▶ WORK TO COMPLETE: In the data below, find the line that contains "let global = FrameId" and the line that contains "slot.generation = slot.generation.wrapping_add(1);". Copy both, plus every line between them, exactly.

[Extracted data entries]
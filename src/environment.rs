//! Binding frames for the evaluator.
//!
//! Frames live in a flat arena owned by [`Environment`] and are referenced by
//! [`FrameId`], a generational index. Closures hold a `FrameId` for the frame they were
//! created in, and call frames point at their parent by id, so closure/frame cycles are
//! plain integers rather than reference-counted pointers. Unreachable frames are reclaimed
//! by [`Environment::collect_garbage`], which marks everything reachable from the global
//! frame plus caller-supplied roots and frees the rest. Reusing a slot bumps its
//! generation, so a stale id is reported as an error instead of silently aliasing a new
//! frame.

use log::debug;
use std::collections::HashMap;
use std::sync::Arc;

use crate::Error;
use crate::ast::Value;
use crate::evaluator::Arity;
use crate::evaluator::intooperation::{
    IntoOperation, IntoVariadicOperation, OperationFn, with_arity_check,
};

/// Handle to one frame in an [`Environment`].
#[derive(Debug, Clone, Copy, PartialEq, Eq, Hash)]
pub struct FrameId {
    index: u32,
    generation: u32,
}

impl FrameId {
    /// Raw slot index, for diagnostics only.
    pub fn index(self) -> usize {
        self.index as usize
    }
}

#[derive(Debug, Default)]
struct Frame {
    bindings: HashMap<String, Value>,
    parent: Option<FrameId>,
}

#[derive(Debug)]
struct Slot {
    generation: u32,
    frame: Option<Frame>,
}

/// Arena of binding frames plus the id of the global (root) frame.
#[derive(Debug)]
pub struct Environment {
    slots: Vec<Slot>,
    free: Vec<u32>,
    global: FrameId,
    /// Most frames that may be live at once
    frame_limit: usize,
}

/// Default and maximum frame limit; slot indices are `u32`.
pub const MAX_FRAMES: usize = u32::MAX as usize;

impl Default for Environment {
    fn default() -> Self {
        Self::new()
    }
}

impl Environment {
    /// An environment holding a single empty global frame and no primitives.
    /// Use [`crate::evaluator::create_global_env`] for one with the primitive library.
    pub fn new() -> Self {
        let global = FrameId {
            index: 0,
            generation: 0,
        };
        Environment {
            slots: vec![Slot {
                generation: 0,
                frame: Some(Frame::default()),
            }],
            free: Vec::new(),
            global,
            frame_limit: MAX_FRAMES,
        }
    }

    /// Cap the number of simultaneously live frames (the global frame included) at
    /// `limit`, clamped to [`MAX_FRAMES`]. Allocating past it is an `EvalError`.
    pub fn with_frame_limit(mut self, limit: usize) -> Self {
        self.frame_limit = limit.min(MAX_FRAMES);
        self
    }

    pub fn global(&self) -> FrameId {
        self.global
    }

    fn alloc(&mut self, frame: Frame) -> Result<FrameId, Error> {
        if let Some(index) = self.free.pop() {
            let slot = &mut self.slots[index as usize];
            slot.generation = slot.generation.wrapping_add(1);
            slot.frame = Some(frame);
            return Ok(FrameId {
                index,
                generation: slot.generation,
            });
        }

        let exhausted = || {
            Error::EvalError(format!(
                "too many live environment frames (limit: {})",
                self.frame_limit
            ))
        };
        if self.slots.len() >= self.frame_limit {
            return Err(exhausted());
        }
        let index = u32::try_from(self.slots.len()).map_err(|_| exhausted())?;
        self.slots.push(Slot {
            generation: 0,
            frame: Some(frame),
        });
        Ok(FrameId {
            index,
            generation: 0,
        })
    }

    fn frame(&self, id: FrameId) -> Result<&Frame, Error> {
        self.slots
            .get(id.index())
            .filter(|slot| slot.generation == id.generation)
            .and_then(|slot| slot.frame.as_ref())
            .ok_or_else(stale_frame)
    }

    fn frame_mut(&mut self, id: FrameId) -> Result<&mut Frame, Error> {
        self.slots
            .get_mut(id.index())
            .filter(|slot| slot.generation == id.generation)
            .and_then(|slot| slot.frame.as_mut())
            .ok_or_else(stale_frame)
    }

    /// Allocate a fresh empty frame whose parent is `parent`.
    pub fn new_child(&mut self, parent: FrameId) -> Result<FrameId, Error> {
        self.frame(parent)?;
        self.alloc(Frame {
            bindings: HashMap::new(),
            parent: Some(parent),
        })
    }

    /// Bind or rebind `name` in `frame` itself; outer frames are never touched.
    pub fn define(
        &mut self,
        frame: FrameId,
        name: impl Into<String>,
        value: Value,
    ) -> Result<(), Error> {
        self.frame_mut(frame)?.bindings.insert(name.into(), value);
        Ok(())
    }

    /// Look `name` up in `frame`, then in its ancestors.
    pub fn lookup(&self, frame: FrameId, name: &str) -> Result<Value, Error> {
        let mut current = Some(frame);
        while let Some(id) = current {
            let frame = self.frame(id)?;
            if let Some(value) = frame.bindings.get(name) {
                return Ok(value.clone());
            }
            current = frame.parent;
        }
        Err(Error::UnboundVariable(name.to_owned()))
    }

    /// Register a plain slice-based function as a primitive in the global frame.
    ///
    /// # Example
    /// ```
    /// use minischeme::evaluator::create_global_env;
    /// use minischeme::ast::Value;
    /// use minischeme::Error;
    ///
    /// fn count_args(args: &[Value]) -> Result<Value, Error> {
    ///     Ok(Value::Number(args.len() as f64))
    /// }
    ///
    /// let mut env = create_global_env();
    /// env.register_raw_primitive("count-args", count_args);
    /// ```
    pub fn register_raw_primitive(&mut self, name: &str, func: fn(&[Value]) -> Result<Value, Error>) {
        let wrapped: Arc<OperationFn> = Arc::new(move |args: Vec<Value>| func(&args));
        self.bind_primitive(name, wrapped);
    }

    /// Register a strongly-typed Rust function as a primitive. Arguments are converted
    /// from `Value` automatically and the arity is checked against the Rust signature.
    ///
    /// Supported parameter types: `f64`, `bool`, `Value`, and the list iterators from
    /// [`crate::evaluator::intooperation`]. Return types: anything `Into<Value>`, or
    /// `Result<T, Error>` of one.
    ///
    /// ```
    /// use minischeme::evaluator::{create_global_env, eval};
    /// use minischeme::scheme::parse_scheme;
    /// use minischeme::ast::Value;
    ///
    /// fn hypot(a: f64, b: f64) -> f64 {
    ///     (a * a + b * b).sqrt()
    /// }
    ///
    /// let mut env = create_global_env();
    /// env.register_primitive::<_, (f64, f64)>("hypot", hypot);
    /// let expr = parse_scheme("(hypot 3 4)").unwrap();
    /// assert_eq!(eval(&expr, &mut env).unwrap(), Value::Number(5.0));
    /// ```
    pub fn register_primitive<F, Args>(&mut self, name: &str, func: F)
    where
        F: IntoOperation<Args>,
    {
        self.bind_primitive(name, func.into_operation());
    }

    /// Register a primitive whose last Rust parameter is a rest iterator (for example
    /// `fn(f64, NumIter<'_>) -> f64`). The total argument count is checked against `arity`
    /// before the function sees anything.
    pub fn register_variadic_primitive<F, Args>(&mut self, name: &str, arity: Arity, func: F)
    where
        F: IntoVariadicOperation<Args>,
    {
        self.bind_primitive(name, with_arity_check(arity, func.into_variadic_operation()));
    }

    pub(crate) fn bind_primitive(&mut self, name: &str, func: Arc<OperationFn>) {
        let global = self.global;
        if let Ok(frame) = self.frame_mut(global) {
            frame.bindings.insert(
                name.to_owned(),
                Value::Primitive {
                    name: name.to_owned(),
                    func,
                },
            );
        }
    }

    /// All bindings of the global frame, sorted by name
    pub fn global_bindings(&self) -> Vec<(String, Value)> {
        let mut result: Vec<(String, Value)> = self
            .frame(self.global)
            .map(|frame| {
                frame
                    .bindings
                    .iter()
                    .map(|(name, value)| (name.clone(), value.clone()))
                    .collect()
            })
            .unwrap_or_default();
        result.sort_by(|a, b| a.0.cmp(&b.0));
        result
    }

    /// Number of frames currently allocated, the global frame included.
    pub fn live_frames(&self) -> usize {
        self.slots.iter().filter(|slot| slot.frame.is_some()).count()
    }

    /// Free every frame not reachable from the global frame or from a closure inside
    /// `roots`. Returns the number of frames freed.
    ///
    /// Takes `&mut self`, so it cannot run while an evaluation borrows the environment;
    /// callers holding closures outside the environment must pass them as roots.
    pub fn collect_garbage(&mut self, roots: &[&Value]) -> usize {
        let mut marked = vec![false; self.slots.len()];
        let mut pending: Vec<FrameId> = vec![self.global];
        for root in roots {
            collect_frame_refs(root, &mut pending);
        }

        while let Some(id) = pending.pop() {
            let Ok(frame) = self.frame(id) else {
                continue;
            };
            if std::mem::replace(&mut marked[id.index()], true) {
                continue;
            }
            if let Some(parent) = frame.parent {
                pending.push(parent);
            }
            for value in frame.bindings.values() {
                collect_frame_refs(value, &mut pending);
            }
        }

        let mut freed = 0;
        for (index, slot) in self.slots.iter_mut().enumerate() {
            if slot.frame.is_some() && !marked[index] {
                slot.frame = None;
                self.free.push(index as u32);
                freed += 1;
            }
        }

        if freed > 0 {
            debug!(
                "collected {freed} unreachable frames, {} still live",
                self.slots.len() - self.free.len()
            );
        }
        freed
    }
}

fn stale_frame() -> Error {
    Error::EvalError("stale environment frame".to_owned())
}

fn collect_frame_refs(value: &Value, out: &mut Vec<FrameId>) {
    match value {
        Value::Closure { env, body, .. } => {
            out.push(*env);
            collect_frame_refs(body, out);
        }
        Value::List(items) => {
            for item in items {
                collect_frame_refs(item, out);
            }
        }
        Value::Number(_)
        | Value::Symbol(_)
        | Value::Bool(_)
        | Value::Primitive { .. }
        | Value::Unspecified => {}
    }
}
* * *
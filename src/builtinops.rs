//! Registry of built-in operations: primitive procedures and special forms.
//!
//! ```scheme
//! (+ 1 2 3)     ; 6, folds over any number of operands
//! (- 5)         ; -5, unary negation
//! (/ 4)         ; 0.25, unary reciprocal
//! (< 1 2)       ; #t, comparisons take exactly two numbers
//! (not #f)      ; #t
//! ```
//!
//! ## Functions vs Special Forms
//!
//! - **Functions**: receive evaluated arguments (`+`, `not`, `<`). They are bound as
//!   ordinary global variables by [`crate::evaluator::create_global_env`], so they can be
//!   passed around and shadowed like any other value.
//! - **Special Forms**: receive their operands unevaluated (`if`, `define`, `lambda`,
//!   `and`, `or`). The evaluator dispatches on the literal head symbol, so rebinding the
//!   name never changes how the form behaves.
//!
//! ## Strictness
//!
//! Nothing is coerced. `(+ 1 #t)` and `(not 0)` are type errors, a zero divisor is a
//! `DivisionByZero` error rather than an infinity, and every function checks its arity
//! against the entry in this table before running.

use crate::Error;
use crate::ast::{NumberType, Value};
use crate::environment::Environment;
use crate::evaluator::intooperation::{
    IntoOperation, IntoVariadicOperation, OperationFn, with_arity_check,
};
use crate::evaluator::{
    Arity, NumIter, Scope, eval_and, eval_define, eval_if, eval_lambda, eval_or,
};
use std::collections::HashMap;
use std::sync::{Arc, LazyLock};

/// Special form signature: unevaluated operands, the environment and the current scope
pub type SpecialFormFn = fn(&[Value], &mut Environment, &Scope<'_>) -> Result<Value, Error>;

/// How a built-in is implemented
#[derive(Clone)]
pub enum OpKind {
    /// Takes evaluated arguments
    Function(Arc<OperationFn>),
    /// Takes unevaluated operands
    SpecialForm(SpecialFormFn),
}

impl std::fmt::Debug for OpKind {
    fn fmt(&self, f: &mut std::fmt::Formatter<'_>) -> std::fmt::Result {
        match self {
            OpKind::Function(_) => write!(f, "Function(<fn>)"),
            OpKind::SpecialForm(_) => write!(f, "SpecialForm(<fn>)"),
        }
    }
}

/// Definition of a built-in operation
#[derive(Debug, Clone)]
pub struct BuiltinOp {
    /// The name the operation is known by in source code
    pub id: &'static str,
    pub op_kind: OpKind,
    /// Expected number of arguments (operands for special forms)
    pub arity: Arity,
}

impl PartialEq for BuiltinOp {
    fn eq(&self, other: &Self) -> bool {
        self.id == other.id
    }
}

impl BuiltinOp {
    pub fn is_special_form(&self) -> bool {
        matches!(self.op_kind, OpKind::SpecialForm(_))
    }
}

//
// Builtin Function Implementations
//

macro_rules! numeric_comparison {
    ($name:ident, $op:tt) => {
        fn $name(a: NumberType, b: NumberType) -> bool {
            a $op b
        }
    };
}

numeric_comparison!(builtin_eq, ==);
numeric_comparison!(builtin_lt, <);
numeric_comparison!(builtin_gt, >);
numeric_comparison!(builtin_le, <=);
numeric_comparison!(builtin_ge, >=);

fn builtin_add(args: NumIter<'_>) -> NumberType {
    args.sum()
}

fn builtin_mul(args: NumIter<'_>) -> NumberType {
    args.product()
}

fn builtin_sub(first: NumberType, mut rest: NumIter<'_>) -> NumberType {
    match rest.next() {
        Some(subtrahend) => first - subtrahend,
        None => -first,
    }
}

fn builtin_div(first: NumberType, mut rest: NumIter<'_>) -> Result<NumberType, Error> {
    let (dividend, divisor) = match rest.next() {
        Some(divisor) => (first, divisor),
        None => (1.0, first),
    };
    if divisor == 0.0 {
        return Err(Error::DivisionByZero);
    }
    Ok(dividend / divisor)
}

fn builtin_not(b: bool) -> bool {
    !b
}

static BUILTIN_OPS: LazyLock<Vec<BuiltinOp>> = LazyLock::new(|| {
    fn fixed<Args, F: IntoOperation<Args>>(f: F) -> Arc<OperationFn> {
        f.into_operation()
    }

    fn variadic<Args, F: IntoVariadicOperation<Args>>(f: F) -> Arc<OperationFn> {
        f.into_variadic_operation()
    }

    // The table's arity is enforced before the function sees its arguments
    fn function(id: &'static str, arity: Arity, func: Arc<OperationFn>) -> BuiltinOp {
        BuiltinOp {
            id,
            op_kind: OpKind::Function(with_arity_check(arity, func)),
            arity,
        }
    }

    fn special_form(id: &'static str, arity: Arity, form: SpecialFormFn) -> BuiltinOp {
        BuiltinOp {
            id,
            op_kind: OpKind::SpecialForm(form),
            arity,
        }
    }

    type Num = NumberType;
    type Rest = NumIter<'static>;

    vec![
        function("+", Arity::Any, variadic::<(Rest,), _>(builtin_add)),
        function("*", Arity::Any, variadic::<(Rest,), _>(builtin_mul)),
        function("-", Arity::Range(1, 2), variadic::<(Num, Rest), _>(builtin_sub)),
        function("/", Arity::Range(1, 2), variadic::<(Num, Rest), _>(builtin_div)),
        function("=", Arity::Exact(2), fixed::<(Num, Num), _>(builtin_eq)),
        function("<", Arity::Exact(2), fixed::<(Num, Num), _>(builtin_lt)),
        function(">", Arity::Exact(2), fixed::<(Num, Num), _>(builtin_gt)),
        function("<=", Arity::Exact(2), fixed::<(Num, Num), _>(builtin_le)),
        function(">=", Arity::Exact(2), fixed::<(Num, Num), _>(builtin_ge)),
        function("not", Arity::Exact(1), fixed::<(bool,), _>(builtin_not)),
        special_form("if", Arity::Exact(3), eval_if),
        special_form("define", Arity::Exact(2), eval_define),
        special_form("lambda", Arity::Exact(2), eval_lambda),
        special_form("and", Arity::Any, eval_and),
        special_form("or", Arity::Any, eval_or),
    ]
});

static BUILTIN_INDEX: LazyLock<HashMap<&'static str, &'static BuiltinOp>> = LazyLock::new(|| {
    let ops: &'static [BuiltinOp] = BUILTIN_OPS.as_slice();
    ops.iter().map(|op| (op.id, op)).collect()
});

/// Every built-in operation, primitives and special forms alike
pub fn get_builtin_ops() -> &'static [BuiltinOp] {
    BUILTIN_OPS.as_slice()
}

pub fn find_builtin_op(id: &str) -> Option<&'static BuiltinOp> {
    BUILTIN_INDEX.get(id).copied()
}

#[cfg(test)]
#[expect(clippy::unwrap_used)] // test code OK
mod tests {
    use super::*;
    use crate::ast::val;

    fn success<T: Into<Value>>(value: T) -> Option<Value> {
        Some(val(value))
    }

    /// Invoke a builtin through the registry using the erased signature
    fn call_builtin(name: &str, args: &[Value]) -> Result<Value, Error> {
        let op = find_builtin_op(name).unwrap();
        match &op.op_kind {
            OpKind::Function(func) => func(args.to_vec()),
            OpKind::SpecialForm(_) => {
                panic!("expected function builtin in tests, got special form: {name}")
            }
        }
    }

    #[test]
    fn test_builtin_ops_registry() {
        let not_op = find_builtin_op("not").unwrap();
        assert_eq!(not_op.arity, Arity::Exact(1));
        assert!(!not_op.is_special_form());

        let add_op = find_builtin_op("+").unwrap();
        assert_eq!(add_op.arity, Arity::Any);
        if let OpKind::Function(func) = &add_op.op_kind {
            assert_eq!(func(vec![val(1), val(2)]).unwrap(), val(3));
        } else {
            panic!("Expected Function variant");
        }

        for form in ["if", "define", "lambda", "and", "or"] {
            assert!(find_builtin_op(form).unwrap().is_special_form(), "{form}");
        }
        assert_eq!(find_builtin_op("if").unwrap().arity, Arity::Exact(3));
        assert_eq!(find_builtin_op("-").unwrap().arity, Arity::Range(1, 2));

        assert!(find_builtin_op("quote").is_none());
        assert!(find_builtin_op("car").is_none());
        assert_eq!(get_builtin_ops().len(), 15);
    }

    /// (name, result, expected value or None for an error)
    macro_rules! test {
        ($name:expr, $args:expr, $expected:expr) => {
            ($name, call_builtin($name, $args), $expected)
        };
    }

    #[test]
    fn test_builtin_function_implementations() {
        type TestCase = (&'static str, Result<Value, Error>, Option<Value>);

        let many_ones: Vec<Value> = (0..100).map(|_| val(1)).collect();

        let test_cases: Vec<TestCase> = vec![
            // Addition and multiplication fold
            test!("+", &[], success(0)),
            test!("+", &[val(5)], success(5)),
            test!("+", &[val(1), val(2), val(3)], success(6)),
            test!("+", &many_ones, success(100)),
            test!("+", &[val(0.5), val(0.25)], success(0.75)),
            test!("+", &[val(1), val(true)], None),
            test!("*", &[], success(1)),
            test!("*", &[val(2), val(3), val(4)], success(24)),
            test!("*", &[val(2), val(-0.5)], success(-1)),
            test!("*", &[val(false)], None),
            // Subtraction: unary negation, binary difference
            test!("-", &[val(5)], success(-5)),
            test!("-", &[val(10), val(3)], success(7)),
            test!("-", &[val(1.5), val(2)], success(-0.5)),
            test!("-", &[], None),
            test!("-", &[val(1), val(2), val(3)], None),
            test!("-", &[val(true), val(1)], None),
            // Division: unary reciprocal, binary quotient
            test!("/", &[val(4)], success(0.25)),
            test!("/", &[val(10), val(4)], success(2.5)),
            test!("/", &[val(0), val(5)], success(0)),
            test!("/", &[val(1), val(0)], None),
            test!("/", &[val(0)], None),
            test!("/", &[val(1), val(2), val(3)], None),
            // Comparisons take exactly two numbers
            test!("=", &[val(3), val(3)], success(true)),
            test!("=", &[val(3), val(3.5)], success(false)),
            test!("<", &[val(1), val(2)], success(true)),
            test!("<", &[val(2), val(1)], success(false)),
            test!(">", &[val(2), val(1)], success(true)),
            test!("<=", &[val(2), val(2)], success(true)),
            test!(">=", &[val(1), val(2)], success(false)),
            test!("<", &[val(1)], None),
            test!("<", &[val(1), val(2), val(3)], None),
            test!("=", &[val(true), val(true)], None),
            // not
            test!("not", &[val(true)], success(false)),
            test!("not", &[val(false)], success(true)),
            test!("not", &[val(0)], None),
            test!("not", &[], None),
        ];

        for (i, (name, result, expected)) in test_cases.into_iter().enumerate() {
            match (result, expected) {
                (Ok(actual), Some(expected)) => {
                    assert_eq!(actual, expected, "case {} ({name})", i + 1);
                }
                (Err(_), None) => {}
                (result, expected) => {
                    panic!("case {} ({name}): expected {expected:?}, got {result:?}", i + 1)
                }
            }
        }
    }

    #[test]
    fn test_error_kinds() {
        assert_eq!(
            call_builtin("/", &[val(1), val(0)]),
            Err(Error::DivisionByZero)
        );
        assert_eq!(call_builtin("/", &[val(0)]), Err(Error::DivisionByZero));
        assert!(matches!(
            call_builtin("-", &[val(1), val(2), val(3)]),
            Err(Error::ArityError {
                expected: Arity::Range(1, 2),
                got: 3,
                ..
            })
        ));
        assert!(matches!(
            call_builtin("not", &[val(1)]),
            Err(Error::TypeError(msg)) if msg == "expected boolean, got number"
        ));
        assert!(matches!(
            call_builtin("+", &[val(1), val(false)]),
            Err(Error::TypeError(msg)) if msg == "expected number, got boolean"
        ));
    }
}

▶ COMPLETED EXERCISE:
        let global = FrameId {
            index: 0,
            generation: 0,
        };
        Environment {
            slots: vec![Slot {
                generation: 0,
                frame: Some(Frame::default()),
            }],
            free: Vec::new(),
            global,
            frame_limit: MAX_FRAMES,
        }
    }

    /// Cap the number of simultaneously live frames (the global frame included) at
    /// `limit`, clamped to [`MAX_FRAMES`]. Allocating past it is an `EvalError`.
    pub fn with_frame_limit(mut self, limit: usize) -> Self {
        self.frame_limit = limit.min(MAX_FRAMES);
        self
    }

    pub fn global(&self) -> FrameId {
        self.global
    }

    fn alloc(&mut self, frame: Frame) -> Result<FrameId, Error> {
        if let Some(index) = self.free.pop() {
            let slot = &mut self.slots[index as usize];
            slot.generation = slot.generation.wrapping_add(1);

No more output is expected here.